### ACTION ITEM
Look through the records below for the line holding "if set, otherwise". Write it out exactly, with each following line through the line holding "let baud_rate = i32::try_from(self.baud_rate).map_err(|_|".

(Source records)
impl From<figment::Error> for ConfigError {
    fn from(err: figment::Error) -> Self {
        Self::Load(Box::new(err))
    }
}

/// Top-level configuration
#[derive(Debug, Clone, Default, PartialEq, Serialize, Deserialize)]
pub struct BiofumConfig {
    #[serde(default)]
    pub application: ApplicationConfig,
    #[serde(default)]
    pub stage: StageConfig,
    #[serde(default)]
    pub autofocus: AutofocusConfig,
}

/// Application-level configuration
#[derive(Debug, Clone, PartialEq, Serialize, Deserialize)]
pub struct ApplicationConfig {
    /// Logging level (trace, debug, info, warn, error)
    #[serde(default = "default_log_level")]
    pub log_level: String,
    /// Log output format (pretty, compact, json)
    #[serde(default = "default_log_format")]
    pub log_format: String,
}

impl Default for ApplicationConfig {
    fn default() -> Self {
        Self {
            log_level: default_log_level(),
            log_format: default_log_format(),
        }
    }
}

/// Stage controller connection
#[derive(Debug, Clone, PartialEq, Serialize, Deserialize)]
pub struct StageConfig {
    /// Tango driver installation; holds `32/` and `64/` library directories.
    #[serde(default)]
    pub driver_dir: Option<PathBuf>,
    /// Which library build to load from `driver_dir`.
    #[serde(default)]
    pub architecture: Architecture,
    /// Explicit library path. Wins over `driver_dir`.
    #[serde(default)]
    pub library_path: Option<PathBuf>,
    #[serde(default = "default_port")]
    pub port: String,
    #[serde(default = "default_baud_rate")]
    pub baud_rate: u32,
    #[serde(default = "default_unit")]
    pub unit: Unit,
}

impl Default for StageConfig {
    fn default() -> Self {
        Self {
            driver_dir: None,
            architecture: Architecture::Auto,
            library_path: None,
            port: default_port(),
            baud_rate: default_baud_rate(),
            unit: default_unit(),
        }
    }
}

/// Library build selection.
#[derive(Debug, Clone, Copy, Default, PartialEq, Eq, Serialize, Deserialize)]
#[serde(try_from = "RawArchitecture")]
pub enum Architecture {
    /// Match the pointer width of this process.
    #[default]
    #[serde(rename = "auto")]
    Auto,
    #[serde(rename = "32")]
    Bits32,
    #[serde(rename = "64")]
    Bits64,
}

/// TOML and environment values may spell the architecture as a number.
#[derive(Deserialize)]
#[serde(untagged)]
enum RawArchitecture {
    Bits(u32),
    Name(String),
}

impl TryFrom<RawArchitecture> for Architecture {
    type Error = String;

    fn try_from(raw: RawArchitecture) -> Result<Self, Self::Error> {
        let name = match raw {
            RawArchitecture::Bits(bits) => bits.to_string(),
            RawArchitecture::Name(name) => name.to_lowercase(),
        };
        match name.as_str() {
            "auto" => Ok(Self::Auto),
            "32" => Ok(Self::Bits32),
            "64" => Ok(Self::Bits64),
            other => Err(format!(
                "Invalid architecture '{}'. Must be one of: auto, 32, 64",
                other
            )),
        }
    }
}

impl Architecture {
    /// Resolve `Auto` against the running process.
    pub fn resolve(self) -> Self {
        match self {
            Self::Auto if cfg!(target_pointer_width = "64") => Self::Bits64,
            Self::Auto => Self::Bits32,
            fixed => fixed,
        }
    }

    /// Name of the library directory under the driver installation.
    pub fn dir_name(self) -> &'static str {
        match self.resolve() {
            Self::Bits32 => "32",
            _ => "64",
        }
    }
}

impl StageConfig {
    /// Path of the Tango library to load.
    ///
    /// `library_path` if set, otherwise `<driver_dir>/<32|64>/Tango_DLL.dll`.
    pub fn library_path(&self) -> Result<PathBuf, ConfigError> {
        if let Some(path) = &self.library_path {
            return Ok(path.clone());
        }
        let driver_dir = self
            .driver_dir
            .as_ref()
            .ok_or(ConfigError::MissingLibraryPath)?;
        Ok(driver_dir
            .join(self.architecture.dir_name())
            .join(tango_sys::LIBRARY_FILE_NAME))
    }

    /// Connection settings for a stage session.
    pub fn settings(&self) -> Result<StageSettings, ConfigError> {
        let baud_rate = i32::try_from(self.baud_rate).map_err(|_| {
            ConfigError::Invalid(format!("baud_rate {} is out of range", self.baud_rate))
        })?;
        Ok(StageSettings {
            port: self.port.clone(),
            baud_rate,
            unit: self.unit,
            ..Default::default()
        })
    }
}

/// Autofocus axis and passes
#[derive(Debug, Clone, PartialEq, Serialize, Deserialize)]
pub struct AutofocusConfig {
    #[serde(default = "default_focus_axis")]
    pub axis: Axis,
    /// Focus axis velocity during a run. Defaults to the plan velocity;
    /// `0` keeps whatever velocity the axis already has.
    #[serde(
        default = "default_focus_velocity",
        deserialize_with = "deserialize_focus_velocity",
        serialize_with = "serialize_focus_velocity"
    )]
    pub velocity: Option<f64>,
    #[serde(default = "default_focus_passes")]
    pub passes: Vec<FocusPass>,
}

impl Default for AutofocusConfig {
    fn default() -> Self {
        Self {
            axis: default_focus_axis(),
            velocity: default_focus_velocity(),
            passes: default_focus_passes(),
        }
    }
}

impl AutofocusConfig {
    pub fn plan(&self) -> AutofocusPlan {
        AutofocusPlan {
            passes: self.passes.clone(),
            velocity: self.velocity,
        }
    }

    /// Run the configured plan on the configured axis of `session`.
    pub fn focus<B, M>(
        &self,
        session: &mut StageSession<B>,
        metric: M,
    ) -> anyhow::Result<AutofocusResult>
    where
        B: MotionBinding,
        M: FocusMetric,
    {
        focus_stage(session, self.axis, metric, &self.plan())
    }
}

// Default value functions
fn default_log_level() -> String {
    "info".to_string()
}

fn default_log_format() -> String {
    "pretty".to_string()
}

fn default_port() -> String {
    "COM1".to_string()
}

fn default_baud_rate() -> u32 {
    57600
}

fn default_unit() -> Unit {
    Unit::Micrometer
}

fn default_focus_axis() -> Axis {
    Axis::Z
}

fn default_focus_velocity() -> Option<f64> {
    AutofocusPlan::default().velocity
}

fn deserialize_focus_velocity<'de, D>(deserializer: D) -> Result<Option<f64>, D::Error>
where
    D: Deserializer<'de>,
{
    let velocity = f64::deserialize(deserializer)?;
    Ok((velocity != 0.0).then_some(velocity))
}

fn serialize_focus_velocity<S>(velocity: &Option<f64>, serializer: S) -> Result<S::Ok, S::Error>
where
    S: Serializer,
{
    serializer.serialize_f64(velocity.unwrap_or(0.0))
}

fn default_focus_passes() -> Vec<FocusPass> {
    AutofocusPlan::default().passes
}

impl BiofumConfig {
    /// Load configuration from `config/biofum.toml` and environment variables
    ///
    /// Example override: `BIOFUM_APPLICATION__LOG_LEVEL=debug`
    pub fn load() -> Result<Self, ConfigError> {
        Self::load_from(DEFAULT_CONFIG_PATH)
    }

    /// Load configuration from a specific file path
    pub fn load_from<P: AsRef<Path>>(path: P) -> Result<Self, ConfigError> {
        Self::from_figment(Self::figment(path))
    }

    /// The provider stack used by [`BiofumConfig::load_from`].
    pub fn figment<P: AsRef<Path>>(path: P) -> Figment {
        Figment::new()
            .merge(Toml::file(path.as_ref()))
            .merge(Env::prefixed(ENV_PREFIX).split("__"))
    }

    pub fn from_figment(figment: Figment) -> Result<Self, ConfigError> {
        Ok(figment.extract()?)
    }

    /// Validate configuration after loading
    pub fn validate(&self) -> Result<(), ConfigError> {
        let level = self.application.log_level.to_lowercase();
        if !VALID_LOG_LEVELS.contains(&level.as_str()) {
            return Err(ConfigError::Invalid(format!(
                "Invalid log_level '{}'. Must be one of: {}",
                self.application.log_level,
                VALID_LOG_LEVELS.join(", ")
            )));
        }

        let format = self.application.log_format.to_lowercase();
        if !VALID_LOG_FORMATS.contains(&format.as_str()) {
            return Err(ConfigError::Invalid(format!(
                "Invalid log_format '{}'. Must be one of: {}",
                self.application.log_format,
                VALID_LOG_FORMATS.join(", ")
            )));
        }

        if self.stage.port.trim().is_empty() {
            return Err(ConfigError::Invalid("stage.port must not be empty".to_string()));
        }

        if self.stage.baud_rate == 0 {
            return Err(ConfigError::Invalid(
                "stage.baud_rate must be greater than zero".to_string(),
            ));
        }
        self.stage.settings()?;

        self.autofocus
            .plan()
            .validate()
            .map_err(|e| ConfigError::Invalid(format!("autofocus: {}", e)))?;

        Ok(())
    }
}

### PROBLEM SOLUTION
    /// `library_path` if set, otherwise `<driver_dir>/<32|64>/Tango_DLL.dll`.
    pub fn library_path(&self) -> Result<PathBuf, ConfigError> {
        if let Some(path) = &self.library_path {
            return Ok(path.clone());
        }
        let driver_dir = self
            .driver_dir
            .as_ref()
            .ok_or(ConfigError::MissingLibraryPath)?;
        Ok(driver_dir
            .join(self.architecture.dir_name())
            .join(tango_sys::LIBRARY_FILE_NAME))
    }

    /// Connection settings for a stage session.
    pub fn settings(&self) -> Result<StageSettings, ConfigError> {
        let baud_rate = i32::try_from(self.baud_rate).map_err(|_| {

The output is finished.